# Brief
Return, from the listing below, each line where the word "MigrationPlan" appears.
━━ Source data ━━
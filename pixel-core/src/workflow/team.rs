//! The migration team
//!
//! [`MigrationTeam`] wires the analyzer, architect and developer to their
//! models and a shared session transcript, then drives a run through
//! [`MigrationState`].

use std::path::Path;
use std::sync::Arc;

use serde::Serialize;
use tracing::{info, instrument, warn};
use uuid::Uuid;

use crate::agent::{AnalyzerAgent, ArchitectAgent, DeveloperAgent, Role, RoleAgent};
use crate::config::ConfigStore;
use crate::knowledge::KnowledgeClient;
use crate::llm::{ChatMessage, ModelResolver};
use crate::plan::{MigrationAction, MigrationPlan, RejectedEntry};
use crate::project::ProjectInventory;
use crate::settings::{Settings, WorkflowSettings};
use crate::tools::{copy_file, run_shell_command, write_file};
use crate::workflow::history::{to_messages, Transcript, USER_ROLE};
use crate::workflow::migration::{MigrationPhase, MigrationState};
use crate::{Error, Result};

/// What a migration run produced
#[derive(Debug, Clone, Serialize)]
pub struct MigrationReport {
    pub session_id: String,
    pub plan: MigrationPlan,
    pub rejected: Vec<RejectedEntry>,
    /// Target paths written, in order
    pub written: Vec<String>,
    /// `Done` or `GaveUp`
    pub outcome: MigrationPhase,
    pub fix_attempts: u32,
    /// Checker output from the last failed validation
    pub last_errors: Option<String>,
}

impl MigrationReport {
    pub fn succeeded(&self) -> bool {
        self.outcome == MigrationPhase::Done
    }
}

/// Three role agents sharing one session
#[derive(Debug)]
pub struct MigrationTeam {
    analyzer: AnalyzerAgent,
    architect: ArchitectAgent,
    developer: DeveloperAgent,
    transcript: Arc<dyn Transcript>,
    history_window: usize,
}

impl MigrationTeam {
    /// Build the team against the session store
    ///
    /// A missing `session_id` starts a new session with a generated id; an
    /// existing one resumes its history.
    pub async fn build(
        store: &ConfigStore,
        settings: &Settings,
        session_id: Option<String>,
    ) -> Result<Self> {
        let transcript = open_transcript(settings, session_id).await?;
        Self::build_with_transcript(store, settings, transcript, None)
    }

    /// Build the team with a knowledge tool attached to the developer
    ///
    /// The client is returned alongside the team; the caller must close it.
    /// It is already closed when building fails.
    pub async fn build_with_knowledge(
        store: &ConfigStore,
        settings: &Settings,
        session_id: Option<String>,
    ) -> Result<(Self, Arc<KnowledgeClient>)> {
        let knowledge = Arc::new(
            KnowledgeClient::connect(&settings.knowledge.url, settings.knowledge.timeout).await?,
        );

        let built = match open_transcript(settings, session_id).await {
            Ok(transcript) => {
                Self::build_with_transcript(store, settings, transcript, Some(knowledge.clone()))
            }
            Err(e) => Err(e),
        };

        match built {
            Ok(team) => Ok((team, knowledge)),
            Err(e) => {
                if let Err(close_err) = knowledge.close().await {
                    warn!(error = %close_err, "Failed to close knowledge tool");
                }
                Err(e)
            }
        }
    }

    /// Resolve one model per role from a single shared key rotation
    pub fn build_with_transcript(
        store: &ConfigStore,
        settings: &Settings,
        transcript: Arc<dyn Transcript>,
        knowledge: Option<Arc<KnowledgeClient>>,
    ) -> Result<Self> {
        let resolver = ModelResolver::new(store.clone(), settings.llm.clone());
        let mut rotation = resolver.rotation()?;
        let team_prompt = settings.system_prompt_override()?;

        let mut agents = Vec::with_capacity(3);
        for role in Role::all() {
            let resolved = resolver.resolve_with(&mut rotation)?;
            info!(
                role = %role,
                provider = %resolved.provider,
                model = %resolved.model_id,
                fallback = resolved.resolution.is_fallback(),
                "Resolved model"
            );
            agents.push(
                RoleAgent::new(*role, resolved.model, team_prompt.as_deref())
                    .with_max_tokens(settings.llm.max_tokens),
            );
        }

        let mut agents = agents.into_iter();
        let (Some(analyzer), Some(architect), Some(developer)) =
            (agents.next(), agents.next(), agents.next())
        else {
            return Err(Error::Other("team needs three roles".to_string()));
        };

        let mut developer = DeveloperAgent::new(developer);
        if let Some(knowledge) = knowledge {
            developer = developer.with_knowledge(knowledge);
        }

        Ok(Self {
            analyzer: AnalyzerAgent::new(analyzer),
            architect: ArchitectAgent::new(architect),
            developer,
            transcript,
            history_window: settings.session.history_window,
        })
    }

    /// Assemble a team from prepared agents
    pub fn from_parts(
        analyzer: AnalyzerAgent,
        architect: ArchitectAgent,
        developer: DeveloperAgent,
        transcript: Arc<dyn Transcript>,
        history_window: usize,
    ) -> Self {
        Self {
            analyzer,
            architect,
            developer,
            transcript,
            history_window,
        }
    }

    pub fn session_id(&self) -> &str {
        self.transcript.session_id()
    }

    pub fn has_knowledge(&self) -> bool {
        self.developer.has_knowledge()
    }

    async fn history(&self) -> Result<Vec<ChatMessage>> {
        let turns = self.transcript.recent(self.history_window).await?;
        Ok(to_messages(&turns))
    }

    async fn record_exchange(&self, task: &str, role: Role, reply: &str) -> Result<()> {
        self.transcript.record(USER_ROLE, task).await?;
        self.transcript.record(role.name(), reply).await
    }

    /// Run only the analyzer
    #[instrument(skip_all, fields(session_id = %self.session_id()))]
    pub async fn analyze(&self, inventory: &ProjectInventory) -> Result<String> {
        let history = self.history().await?;
        let analysis = self.analyzer.analyze(inventory, &history).await?;

        let task = format!("Analyze the Next.js project at {}", inventory.root.display());
        self.record_exchange(&task, Role::Analyzer, &analysis).await?;
        Ok(analysis)
    }

    /// Run [`migrate`](Self::migrate), then close `knowledge` whatever the outcome
    pub async fn migrate_and_close(
        &self,
        knowledge: &KnowledgeClient,
        inventory: &ProjectInventory,
        output_dir: &Path,
        workflow: &WorkflowSettings,
    ) -> Result<MigrationReport> {
        let result = self.migrate(inventory, output_dir, workflow).await;
        if let Err(e) = knowledge.close().await {
            warn!(error = %e, "Failed to close knowledge tool");
        }
        result
    }

    /// Run the whole pipeline into `output_dir`
    #[instrument(skip_all, fields(session_id = %self.session_id(), output = %output_dir.display()))]
    pub async fn migrate(
        &self,
        inventory: &ProjectInventory,
        output_dir: &Path,
        workflow: &WorkflowSettings,
    ) -> Result<MigrationReport> {
        let mut state = MigrationState::new(workflow.max_fix_attempts);

        let analysis = self.analyze(inventory).await?;
        state.advance(None);

        let history = self.history().await?;
        let plan = self.architect.plan(&analysis, inventory, &history).await?;
        self.record_exchange(
            "Produce the migration plan",
            Role::Architect,
            &serde_json::to_string_pretty(&plan)?,
        )
        .await?;

        let (accepted, rejected) = plan.validate(inventory);
        info!(
            accepted = accepted.len(),
            rejected = rejected.len(),
            "Validated migration plan"
        );
        state.advance(Some(format!("{} file(s) planned", accepted.len())));

        if let Some(command) = workflow
            .scaffold_command
            .as_deref()
            .filter(|c| !c.trim().is_empty())
        {
            let outcome = run_shell_command(command, output_dir, workflow.command_timeout).await;
            if !outcome.success {
                warn!(command, error = %outcome.error_text(), "Scaffold command failed");
            }
        }

        let mut written = Vec::new();
        for entry in &accepted {
            match entry.action {
                MigrationAction::Copy => {
                    copy_file(
                        &inventory.root,
                        &entry.source_path,
                        output_dir,
                        &entry.target_path,
                    )?;
                }
                MigrationAction::Convert | MigrationAction::Create => {
                    let source = match entry.action {
                        MigrationAction::Convert => Some(inventory.read(&entry.source_path)?),
                        _ => None,
                    };
                    let history = self.history().await?;
                    let content = self
                        .developer
                        .write_file(entry, source.as_deref(), &plan, &history)
                        .await?;
                    write_file(output_dir, &entry.target_path, &content)?;

                    let task = format!(
                        "{} {} -> {}",
                        entry.action, entry.source_path, entry.target_path
                    );
                    self.record_exchange(task.trim(), Role::Developer, &content)
                        .await?;
                }
            }
            written.push(entry.target_path.clone());
        }
        state.advance(Some(format!("{} file(s) written", written.len())));

        let last_errors = self
            .validate_and_fix(&mut state, output_dir, workflow, &mut written)
            .await?;

        if state.phase == MigrationPhase::GaveUp {
            warn!(attempts = state.fix_attempts, "Migration gave up with type errors");
        } else {
            info!(files = written.len(), "Migration complete");
        }

        Ok(MigrationReport {
            session_id: self.session_id().to_string(),
            plan,
            rejected,
            written,
            outcome: state.phase,
            fix_attempts: state.fix_attempts,
            last_errors,
        })
    }

    /// VALIDATE <-> FIX until done or out of attempts
    async fn validate_and_fix(
        &self,
        state: &mut MigrationState,
        output_dir: &Path,
        workflow: &WorkflowSettings,
        written: &mut Vec<String>,
    ) -> Result<Option<String>> {
        let command = workflow.validate_command.trim();
        if command.is_empty() {
            state.validation_passed();
            return Ok(None);
        }

        loop {
            let outcome = run_shell_command(command, output_dir, workflow.command_timeout).await;
            if outcome.success {
                state.validation_passed();
                return Ok(None);
            }

            let errors = outcome.tool_text();
            if state.validation_failed(&errors) == MigrationPhase::GaveUp {
                return Ok(Some(errors));
            }

            let history = self.history().await?;
            let patches = match self
                .developer
                .fix(&errors, written, state.fix_attempts, state.max_fix_attempts, &history)
                .await
            {
                Ok(patches) => patches,
                Err(Error::Plan(message)) => {
                    warn!(%message, "Unusable fix reply");
                    Vec::new()
                }
                Err(e) => return Err(e),
            };

            let mut applied = Vec::new();
            for patch in &patches {
                match write_file(output_dir, &patch.path, &patch.content) {
                    Ok(_) => applied.push(patch.path.clone()),
                    Err(e) => warn!(path = %patch.path, error = %e, "Skipped patch"),
                }
            }
            for path in &applied {
                if !written.contains(path) {
                    written.push(path.clone());
                }
            }

            let task = format!(
                "Fix attempt {}: {}",
                state.fix_attempts,
                errors.lines().next().unwrap_or("")
            );
            self.record_exchange(
                &task,
                Role::Developer,
                &format!("Patched {}", applied.join(", ")),
            )
            .await?;
            state.fix_applied(applied.len());
        }
    }
}

#[cfg(feature = "database")]
async fn open_transcript(
    settings: &Settings,
    session_id: Option<String>,
) -> Result<Arc<dyn Transcript>> {
    use crate::workflow::history::DbTranscript;

    let path = settings
        .session
        .resolved_db_path()
        .ok_or_else(|| Error::Config("Could not determine session database path".to_string()))?;
    let db = pixel_db::Database::new(path).await?;
    let session_id = session_id.unwrap_or_else(|| Uuid::new_v4().to_string());
    Ok(Arc::new(DbTranscript::open(db, &session_id).await?))
}

#[cfg(not(feature = "database"))]
async fn open_transcript(
    _settings: &Settings,
    session_id: Option<String>,
) -> Result<Arc<dyn Transcript>> {
    let session_id = session_id.unwrap_or_else(|| Uuid::new_v4().to_string());
    warn!(%session_id, "Built without session database; history will not persist");
    Ok(Arc::new(crate::workflow::history::MemoryTranscript::new(session_id)))
}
━━━
# Problem solution
use crate::plan::{MigrationAction, MigrationPlan, RejectedEntry};
    pub plan: MigrationPlan,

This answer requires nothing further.